**Task details**. Copy, from the entries below, each line in which the string "retransmissions" appears.

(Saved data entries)

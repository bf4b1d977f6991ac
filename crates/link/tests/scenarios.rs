use std::time::Duration;

use arqsim_core::{FaultFlags, FrameKind, Message};
use arqsim_link::{
    AuditEvent, Endpoint, FileAuditLog, LinkParams, MemoryAudit, Simulation, SimulationReport,
};

fn params() -> LinkParams {
    LinkParams {
        window_size: 4,
        timeout: Duration::from_secs(10),
        processing_time: Duration::from_millis(500),
        transmission_delay: Duration::from_secs(1),
        error_delay: Duration::from_secs(4),
        duplication_delay: Duration::from_millis(100),
        loss_rate: 0.0,
    }
}

fn faults(code: &str) -> FaultFlags {
    code.parse().expect("four fault bits")
}

fn messages(codes: &[&str]) -> Vec<Message> {
    codes
        .iter()
        .enumerate()
        .map(|(i, code)| Message::new(i as u32, format!("msg{i}"), faults(code)))
        .collect()
}

fn simulation(params: LinkParams, codes: &[&str], seed: u64) -> Simulation<MemoryAudit> {
    let _ = env_logger::builder().is_test(true).try_init();
    let sender = Endpoint::new(0, params.clone(), messages(codes))
        .expect("valid params")
        .with_seed(seed);
    let receiver = Endpoint::new(1, params, Vec::new())
        .expect("valid params")
        .with_seed(seed);
    let mut sim = Simulation::new(vec![sender, receiver], MemoryAudit::new()).expect("topology");
    sim.schedule_start(0, Duration::ZERO).expect("known node");
    sim
}

fn delivered(sim: &Simulation<MemoryAudit>) -> Vec<String> {
    sim.endpoint(1)
        .and_then(Endpoint::as_receiver)
        .expect("node 1 is the receiver")
        .delivered()
        .iter()
        .map(|payload| String::from_utf8_lossy(payload).into_owned())
        .collect()
}

fn sent_count(sim: &Simulation<MemoryAudit>) -> usize {
    sim.sink()
        .count(|e| matches!(e, AuditEvent::FrameSent { .. }))
}

fn report_secs(report: &SimulationReport) -> Option<f64> {
    report.finished_at.map(|at| at.as_secs_f64())
}

#[test]
fn test_clean_transfer() {
    let mut sim = simulation(params(), &["0000"; 4], 1);
    let report = sim.run();

    assert_eq!(report_secs(&report), Some(4.5));
    assert_eq!(delivered(&sim), vec!["msg0", "msg1", "msg2", "msg3"]);
    let sender = sim.endpoint(0).and_then(Endpoint::as_sender).expect("sender");
    assert_eq!(sender.stats().retransmissions, 0);
    assert_eq!(sender.stats().timeouts, 0);
    assert!(sender.is_complete());
    assert_eq!(sent_count(&sim), 4);
}

#[test]
fn test_lost_first_frame_recovers_after_timeout() {
    let mut sim = simulation(params(), &["0100", "0000", "0000", "0000"], 2);
    let report = sim.run();

    assert!(report.is_finished());
    let sender = sim.endpoint(0).and_then(Endpoint::as_sender).expect("sender");
    assert_eq!(sender.stats().timeouts, 1);
    assert_eq!(sender.stats().retransmissions, 4);
    assert!(sender.slots().iter().all(|slot| slot.faults.is_clean()));

    // frames 1..3 are taken before frame 0 shows up, then the resent window is taken again
    let got = delivered(&sim);
    assert_eq!(&got[got.len() - 4..], &["msg0", "msg1", "msg2", "msg3"]);

    let timeouts: Vec<_> = sim
        .sink()
        .records()
        .iter()
        .filter(|r| matches!(r.event, AuditEvent::Timeout { .. }))
        .map(|r| r.at)
        .collect();
    assert_eq!(timeouts, vec![Duration::from_millis(10_500)]);
}

#[test]
fn test_modified_frame_is_nacked_then_resent() {
    let mut sim = simulation(params(), &["0000", "1000", "0000", "0000"], 3);
    let report = sim.run();

    assert!(report.is_finished());
    assert_eq!(delivered(&sim), vec!["msg0", "msg1", "msg2", "msg3"]);

    let sender = sim.endpoint(0).and_then(Endpoint::as_sender).expect("sender");
    assert_eq!(sender.stats().nacks, 1);
    assert_eq!(sender.stats().timeouts, 1);

    let nacked: Vec<_> = sim
        .sink()
        .events_of(0)
        .filter_map(|e| match e {
            AuditEvent::ReplyReceived {
                kind: FrameKind::Nack,
                seq_num,
                ..
            } => Some(*seq_num),
            _ => None,
        })
        .collect();
    assert_eq!(nacked, vec![1]);

    let corrupted = sim
        .sink()
        .count(|e| matches!(e, AuditEvent::FrameReceived { corrupted: true, .. }));
    assert_eq!(corrupted, 1);
    let modified = sim.sink().count(|e| {
        matches!(e, AuditEvent::FrameSent { modified_bit: Some(_), .. })
    });
    assert_eq!(modified, 1);
}

#[test]
fn test_delayed_frame_arrives_last() {
    let mut sim = simulation(params(), &["0001", "0000", "0000", "0000"], 4);
    let report = sim.run();

    assert_eq!(report_secs(&report), Some(7.0));
    assert_eq!(delivered(&sim), vec!["msg1", "msg2", "msg3", "msg0"]);
    let sender = sim.endpoint(0).and_then(Endpoint::as_sender).expect("sender");
    assert_eq!(sender.stats().timeouts, 0);
}

#[test]
fn test_out_of_order_acks_still_terminate() {
    let params = LinkParams {
        window_size: 2,
        ..params()
    };
    let mut sim = simulation(params, &["0001", "0000", "0000"], 8);
    let report = sim.run_until(Duration::from_secs(600));

    // slot 1 is acked before the delayed slot 0, slot 2 goes out once slot 0 is acked
    assert_eq!(report.finished_at, Some(Duration::from_secs(10)));
    let sender = sim.endpoint(0).and_then(Endpoint::as_sender).expect("sender");
    assert!(sender.is_complete());
    assert_eq!(sender.window_base(), 2);
    assert_eq!(sender.stats().timeouts, 0);
    let terminated = sim
        .sink()
        .count(|e| matches!(e, AuditEvent::Terminated));
    assert_eq!(terminated, 1);
}

#[test]
fn test_duplicate_is_acked_but_not_delivered_twice() {
    let mut sim = simulation(params(), &["0010", "0000"], 5);
    let report = sim.run();

    assert_eq!(report_secs(&report), Some(4.0));
    assert_eq!(delivered(&sim), vec!["msg0", "msg1"]);

    let received_zero = sim
        .sink()
        .count(|e| matches!(e, AuditEvent::FrameReceived { seq_num: 0, .. }));
    assert_eq!(received_zero, 2);

    let ordinals: Vec<_> = sim
        .sink()
        .records()
        .iter()
        .filter_map(|r| match &r.event {
            AuditEvent::FrameSent {
                seq_num: 0,
                duplicate,
                ..
            } => Some(*duplicate),
            _ => None,
        })
        .collect();
    assert_eq!(ordinals, vec![1, 2]);

    let codes: Vec<_> = sim
        .sink()
        .records()
        .iter()
        .filter_map(|r| match &r.event {
            AuditEvent::ChannelError { faults } => Some(faults.to_string()),
            _ => None,
        })
        .collect();
    assert_eq!(codes, vec!["0010", "0000"]);
}

#[test]
fn test_total_reply_loss_never_terminates() {
    let params = LinkParams {
        loss_rate: 100.0,
        ..params()
    };
    let mut sim = simulation(params, &["0000"; 3], 6);
    let report = sim.run_until(Duration::from_secs(60));

    assert!(!report.is_finished());
    let sender = sim.endpoint(0).and_then(Endpoint::as_sender).expect("sender");
    assert!(sender.stats().timeouts >= 3);
    assert_eq!(sender.window_base(), 0);
    assert_eq!(sender.stats().acks, 0);

    let lost_replies = sim
        .sink()
        .count(|e| matches!(e, AuditEvent::ReplySent { lost: true, .. }));
    assert!(lost_replies > 0);
    let kept_replies = sim
        .sink()
        .count(|e| matches!(e, AuditEvent::ReplySent { lost: false, .. }));
    assert_eq!(kept_replies, 0);
}

#[test]
fn test_window_base_never_moves_back() {
    let params = LinkParams {
        loss_rate: 30.0,
        window_size: 3,
        ..params()
    };
    for seed in 0..5 {
        let mut sim = simulation(
            params.clone(),
            &["0000", "1000", "0100", "0010", "0001", "1100", "0000"],
            seed,
        );
        let mut last_base = 0;
        let mut limit = Duration::ZERO;
        while limit < Duration::from_secs(600) {
            limit += Duration::from_millis(250);
            let report = sim.run_until(limit);
            let base = sim
                .endpoint(0)
                .and_then(Endpoint::as_sender)
                .expect("sender")
                .window_base();
            assert!(base >= last_base, "seed {seed}: base went from {last_base} to {base}");
            last_base = base;
            if report.is_finished() {
                break;
            }
        }
    }
}

#[test]
fn test_same_seed_gives_same_trace() {
    let codes = ["1000", "0000", "1010", "0000", "1001"];
    let params = LinkParams {
        loss_rate: 20.0,
        ..params()
    };

    let mut first = simulation(params.clone(), &codes, 42);
    let mut second = simulation(params, &codes, 42);
    first.run_until(Duration::from_secs(300));
    second.run_until(Duration::from_secs(300));

    assert_eq!(first.sink().records(), second.sink().records());
}

#[test]
fn test_file_log_holds_one_line_per_record() {
    let path = std::env::temp_dir().join(format!("arqsim-scenario-{}.txt", std::process::id()));
    std::fs::write(&path, "left over from a previous run\n").expect("seed file");

    let sender = Endpoint::new(0, params(), messages(&["0000", "0010"]))
        .expect("valid params")
        .with_seed(7);
    let receiver = Endpoint::new(1, params(), Vec::new()).expect("valid params");
    let log = FileAuditLog::create(&path).expect("create log");
    let mut sim = Simulation::new(vec![sender, receiver], log).expect("topology");
    sim.schedule_start(0, Duration::ZERO).expect("known node");
    assert!(sim.run().is_finished());
    drop(sim);

    let text = std::fs::read_to_string(&path).expect("read log");
    let _ = std::fs::remove_file(&path);

    assert!(!text.contains("left over"));
    assert!(text.lines().all(|line| line.starts_with("At : ")));
    assert!(text.contains("Introducing channel error with code = 0010"));
    assert!(text.contains("Duplicate = 2"));
    assert!(text.contains("All frames acknowledged, terminating"));
}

**Reply**.
    assert_eq!(sender.stats().retransmissions, 0);
    assert_eq!(sender.stats().retransmissions, 4);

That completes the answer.